More than half of respondents reported unchanged demand for CRELs in Q4 2020, while DI-based results continued to indicate a net decline in loan demand reflecting a deterioration in customers’ economic outlook. In the following quarter, results based on the modal approach pointed to anticipation of a generally unchanged loan demand for commercial real estate loans while the DI-based results showed a net decline in demand for CRELs amid a deterioration in customers’ economic outlook.

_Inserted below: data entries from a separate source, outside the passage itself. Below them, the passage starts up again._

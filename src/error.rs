use axum::{Json, http::StatusCode, response::IntoResponse};
use serde::Serialize;
use thiserror::Error;
use validator::ValidationErrors;

use crate::dao::storage::StorageError;

/// Errors that can occur in service layer operations.
#[derive(Debug, Error)]
pub enum ServiceError {
    /// Storage backend is unavailable.
    #[error("storage unavailable")]
    Unavailable(#[source] StorageError),
    /// The store refused the write.
    #[error("write rejected: {0}")]
    Rejected(String),
    /// Invalid input provided by the client.
    #[error("invalid input: {0}")]
    InvalidInput(String),
    /// Operation cannot be performed in the current phase.
    #[error("invalid state: {0}")]
    InvalidState(String),
    /// The reveal flag was cleared but the placements could not be deleted.
    #[error("reset only partially applied")]
    PartialReset(#[source] StorageError),
}

impl From<StorageError> for ServiceError {
    fn from(err: StorageError) -> Self {
        match err {
            StorageError::Rejected { message } => ServiceError::Rejected(message),
            other => ServiceError::Unavailable(other),
        }
    }
}

impl From<ValidationErrors> for AppError {
    fn from(err: ValidationErrors) -> Self {
        AppError::BadRequest(format!("validation failed: {}", err))
    }
}

/// Application-level errors that are converted to HTTP responses.
#[derive(Debug, Error)]
pub enum AppError {
    /// Bad request with invalid input.
    #[error("bad request: {0}")]
    BadRequest(String),
    /// Conflict with current state.
    #[error("conflict: {0}")]
    Conflict(String),
    /// The store refused the operation.
    #[error("forbidden: {0}")]
    Forbidden(String),
    /// Service unavailable or degraded.
    #[error("service unavailable: {0}")]
    ServiceUnavailable(String),
    /// Internal server error.
    #[error("internal error: {0}")]
    Internal(String),
}

impl From<ServiceError> for AppError {
    fn from(err: ServiceError) -> Self {
        match err {
            ServiceError::Unavailable(source) => AppError::ServiceUnavailable(source.to_string()),
            ServiceError::Rejected(message) => AppError::Forbidden(message),
            ServiceError::InvalidInput(message) => AppError::BadRequest(message),
            ServiceError::InvalidState(message) => AppError::Conflict(message),
            ServiceError::PartialReset(source) => {
                AppError::Internal(format!("reset only partially applied: {source}"))
            }
        }
    }
}

#[derive(Serialize)]
struct ErrorBody {
    message: String,
}

impl IntoResponse for AppError {
    fn into_response(self) -> axum::response::Response {
        let status = match &self {
            AppError::BadRequest(_) => StatusCode::BAD_REQUEST,
            AppError::Conflict(_) => StatusCode::CONFLICT,
            AppError::Forbidden(_) => StatusCode::FORBIDDEN,
            AppError::ServiceUnavailable(_) => StatusCode::SERVICE_UNAVAILABLE,
            AppError::Internal(_) => StatusCode::INTERNAL_SERVER_ERROR,
        };

        let payload = Json(ErrorBody {
            message: self.to_string(),
        });

        (status, payload).into_response()
    }
}
//! Derivation of the participant's UI phase.
//!
//! The phase is never stored: callers recompute it from the facts it depends
//! on every time one of them changes.

/// Mutually exclusive UI modes of a participant.
#[derive(Debug, Clone, Copy, PartialEq, Eq, Hash)]
pub enum Phase {
    /// No display name chosen yet.
    NameEntry,
    /// Name chosen; the participant may place and submit a marker.
    Placement,
    /// Marker submitted; waiting for the facilitator to reveal.
    Submitted,
    /// Every marker is visible to everyone.
    Revealed,
}

impl Phase {
    /// Whether clicks on the matrix move the participant's preview marker.
    pub fn accepts_placement(self) -> bool {
        matches!(self, Phase::Placement)
    }
}

/// Compute the phase from its three inputs.
///
/// Precedence is `NameEntry` > `Revealed` > `Submitted` > `Placement`.
pub fn derive_phase(has_name: bool, revealed: bool, submitted: bool) -> Phase {
    if !has_name {
        Phase::NameEntry
    } else if revealed {
        Phase::Revealed
    } else if submitted {
        Phase::Submitted
    } else {
        Phase::Placement
    }
}

#[cfg(test)]
mod tests {
    use super::*;

    #[test]
    fn matches_the_full_truth_table() {
        let cases = [
            ((false, false, false), Phase::NameEntry),
            ((false, false, true), Phase::NameEntry),
            ((false, true, false), Phase::NameEntry),
            ((false, true, true), Phase::NameEntry),
            ((true, false, false), Phase::Placement),
            ((true, false, true), Phase::Submitted),
            ((true, true, false), Phase::Revealed),
            ((true, true, true), Phase::Revealed),
        ];

        for ((has_name, revealed, submitted), expected) in cases {
            assert_eq!(
                derive_phase(has_name, revealed, submitted),
                expected,
                "has_name={has_name} revealed={revealed} submitted={submitted}"
            );
        }
    }

    #[test]
    fn only_placement_accepts_clicks() {
        assert!(Phase::Placement.accepts_placement());
        assert!(!Phase::Submitted.accepts_placement());
        assert!(!Phase::Revealed.accepts_placement());
        assert!(!Phase::NameEntry.accepts_placement());
    }
}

For housing loans extended to households, most of the respondent banks (65.4 percent) reported unchanged credit standards while DI-based results pointed to a net tightening in Q4 2020. Over the next quarter, DI-based results likewise indicated expectation of net tighter overall credit standards for housing loans amid more uncertain economic prospects, deterioration in borrowers’ profile and profitability of bank’s portfolio, and lower risk tolerance of banks.
Meanwhile, two-thirds of the respondent banks saw either a decrease or unchanged overall loan demand for housing loans in Q4 2020. DI-based results, however, pointed to a net decline in loan demand for housing loans during the quarter which was expected to persist until Q1 2021, reflecting largely the consumers’ reduced appetite for housing investment.